A medida que el cielo se apagaba, las luces aparecían como luciérnagas en las manos de los presentes. Los que podían escuchar las palabras de los líderes, las percibían con atención. Los que estaban, en cambio, más alejados, hablaban entre ellos. Muchos vestían de negro y se cuidadan de para no quemarse con las llamas de las velas. Una misa por los fallecidos empezó.

José Torrealba afirma que no es muy católico y mientras muchos continuaban las oraciones del sacerdote, él se concentraba en las botellas de agua que debía vender. Según contó, tiene desde 2002 vendiendo agua en las protestas y ha ido a todas. “En esa oportunidad, en abril de 2002, se perdió la oportunidad de salir de este Gobierno pero yo veo que ahora, de nuevo, está saliendo más gente”, dijo.

Es padre de tres -ya adultos- y abuelo de siete niños. Sueña con que sus nietos vivan en una Venezuela como la que él dejó atrás. “Por allá en el ’88 yo recuerdo que en vacaciones uno podía salir a la playa. Yo iba a Margarita con mi mujer y eso no era tan costoso. Hoy es difícil hasta comer, tengo que ayudar a todos mis hijos, aunque cada uno tenga su trabajo”, apuntó. En su opinión, cada marcha de esta nueva oleada ha logrado movilizar muchísima gente y la situación ahora es mucho más grave que en el 2014. “Esperemos que esta vez si podamos salir de esto”, acotó.

Francisco León, otro padre de familia, asistió a la convocatoria de la mano de su esposa, sus dos hijos, amistades y familiares. Él, jubilado del Ministerio de Educación, es padre del reconocido animador y modelo con quien comparte el nombre y el apellido. Pasaba el tiempo conversando sobre la situación, con algunos compañeros de trabajo.
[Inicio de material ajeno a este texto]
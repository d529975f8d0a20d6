//! # TestPark: headless harness for park integration tests
//!
//! Wraps a `bevy::app::App` with `MinimalPlugins` and [`SimulationPlugin`].
//! Time advances by a fixed [`FRAME`] per update so visitor motion is
//! reproducible.

use std::time::Duration;

use bevy::app::App;
use bevy::prelude::*;
use bevy::time::TimeUpdateStrategy;

use crate::config::ParkConfig;
use crate::edit_actions::{EditAction, EditQueue, EditResult, EditResultLog, EditSource};
use crate::map_navigation::MapNavigation;
use crate::sim_rng::SimRng;
use crate::tile_generator::FloorGroup;
use crate::tile_map::{ItemType, TileMap};
use crate::visitor::{spawn_visitor, Visitor};
use crate::SimulationPlugin;

/// Simulated time per `tick`.
pub const FRAME: Duration = Duration::from_millis(100);

pub struct TestPark {
    app: App,
}

impl Default for TestPark {
    fn default() -> Self {
        Self::new()
    }
}

impl TestPark {
    // -----------------------------------------------------------------------
    // Constructors
    // -----------------------------------------------------------------------

    /// A 16x16 grass park with the default config.
    pub fn new() -> Self {
        Self::with_config(ParkConfig::default())
    }

    pub fn with_config(config: ParkConfig) -> Self {
        let mut app = App::new();
        app.add_plugins(MinimalPlugins);
        app.insert_resource(TimeUpdateStrategy::ManualDuration(FRAME));
        app.insert_resource(config);
        app.add_plugins(SimulationPlugin);
        // The first update only starts the clock.
        app.update();
        Self { app }
    }

    // -----------------------------------------------------------------------
    // Setup (builder pattern, consumes and returns Self)
    // -----------------------------------------------------------------------

    pub fn with_seed(mut self, seed: u64) -> Self {
        self.app.insert_resource(SimRng::from_seed_u64(seed));
        self
    }

    /// Places a walkway span from `a` to `b` directly, bypassing the queue.
    pub fn with_walkway(mut self, a: (i32, i32), b: (i32, i32)) -> Self {
        let world = self.app.world_mut();
        world.resource_scope(|world, mut map: Mut<TileMap>| {
            let mut nav = world.resource_mut::<MapNavigation>();
            map.place_tile_span(
                &mut nav,
                IVec2::new(a.0, a.1),
                IVec2::new(b.0, b.1),
                FloorGroup::PATH,
                false,
            );
        });
        self
    }

    pub fn with_item(mut self, pos: (i32, i32), item: ItemType) -> Self {
        self.app
            .world_mut()
            .resource_mut::<TileMap>()
            .place_model(IVec2::new(pos.0, pos.1), item);
        self
    }

    /// Spawns `n` visitors at the entry right away.
    pub fn with_visitors(mut self, n: usize) -> Self {
        for _ in 0..n {
            self.spawn_visitor();
        }
        self
    }

    // -----------------------------------------------------------------------
    // Actions
    // -----------------------------------------------------------------------

    pub fn push_edit(&mut self, action: EditAction) {
        self.app
            .world_mut()
            .resource_mut::<EditQueue>()
            .push(EditSource::Script, action);
    }

    /// Queues `action`, runs one update and returns its result.
    pub fn edit(&mut self, action: EditAction) -> Option<EditResult> {
        self.push_edit(action);
        self.tick(1);
        self.last_result()
    }

    pub fn spawn_visitor(&mut self) -> Option<Entity> {
        let world = self.app.world_mut();
        world.resource_scope(|world, mut rng: Mut<SimRng>| {
            let config = world.resource::<ParkConfig>().clone();
            let entity = {
                let mut commands = world.commands();
                spawn_visitor(&mut commands, &config, &mut *rng)
            };
            world.flush();
            entity
        })
    }

    // -----------------------------------------------------------------------
    // Simulation
    // -----------------------------------------------------------------------

    /// Runs `n` updates of [`FRAME`] each.
    pub fn tick(&mut self, n: u32) {
        for _ in 0..n {
            self.app.update();
        }
    }

    /// Runs updates until at least `secs` of simulated time have passed.
    pub fn run_for(&mut self, secs: f32) {
        let frames = (secs / FRAME.as_secs_f32()).ceil() as u32;
        self.tick(frames);
    }

    // -----------------------------------------------------------------------
    // Queries
    // -----------------------------------------------------------------------

    pub fn world_mut(&mut self) -> &mut World {
        self.app.world_mut()
    }

    pub fn resource<T: Resource>(&self) -> &T {
        self.app.world().resource::<T>()
    }

    pub fn map(&self) -> &TileMap {
        self.resource::<TileMap>()
    }

    pub fn nav(&self) -> &MapNavigation {
        self.resource::<MapNavigation>()
    }

    pub fn config(&self) -> &ParkConfig {
        self.resource::<ParkConfig>()
    }

    pub fn last_result(&self) -> Option<EditResult> {
        self.resource::<EditResultLog>()
            .last()
            .map(|record| record.result.clone())
    }

    pub fn visitors(&mut self) -> Vec<Visitor> {
        let world = self.app.world_mut();
        world.query::<&Visitor>().iter(world).cloned().collect()
    }

    pub fn visitor_count(&mut self) -> usize {
        let world = self.app.world_mut();
        world.query::<&Visitor>().iter(world).count()
    }

    // -----------------------------------------------------------------------
    // Assertions
    // -----------------------------------------------------------------------

    /// Every walkway cell is walkable and nothing else is.
    pub fn assert_nav_in_sync(&self) {
        let map = self.map();
        let nav = self.nav();
        for (pos, cell) in map.cells() {
            assert_eq!(
                nav.is_occupied(pos),
                cell.group == FloorGroup::PATH,
                "navigation out of sync at {pos}"
            );
        }
    }

    /// Every visitor stands on the street or on a walkway.
    pub fn assert_visitors_on_walkways(&mut self) {
        let visitors = self.visitors();
        let nav = self.nav();
        for v in visitors {
            for tile in [v.current_tile, v.dest_tile] {
                assert!(
                    tile.y < 0 || nav.is_occupied(tile),
                    "visitor heading through {tile}, which is not walkable"
                );
            }
        }
    }
}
“Después de tantos días de protesta y tanta gente que ha muerto, tantos heridos, tanta gente presa, algo que hay que hacer. Seguimos protestando, seguimos saliendo”, apuntó y acotó que ha atendido a todas las convocatorias desde el 1ero. de abril. En su opinión, la situación del país no se sostiene, pero para salir del Gobierno hace falta subir la intensidad “aumentar la presión” en otros estados. “Hay que seguir el ejemplo de Los Andes, Barquisimeto, Miranda, donde la protesta no ha cesado”, añadió. “Saldremos hasta donde nos dejen”, dijo.


“Hasta donde Dios me lo permita. Yo por mi hija voy a hacer lo que pueda hacer, lo que este a mi alcance porque quiero que ella conozca el país en el que yo crecí”, expresó decidida Cristina Montes. Ella trabaja como asesora de turismo y cuenta que en su área, las ventas han mermado muchísimo estos últimos años. También la situación en su casa es complicada. Solo por poner un ejemplo, el viaje que solían hacer en vacaciones está pendiente desde el 2012.

“Sí se puede, sí se puede“, empezó a gritar la gente y Cristina también. Dijo lamentarse por no poder asegurarle el futuro próspero a su hija por culpa de quienes gobiernan. Espera que la lucha que se está dando ahora en las calles apueste por un país mejor. “Quisiera dejarle a mi hija un país libre y sin violencia”, añadió hacia el final. Cuando dos encapuchados de la resistencia se acercaron ella, los vio y le explicó a la niña de 7 años que esos eran sus héroes. La pequeña sonrió tímida y apagó la vela que sostenía con cuidado. Al poco tiempo, el himno nacional y la canción Venezuela, indicaron el fin de la convocatoria.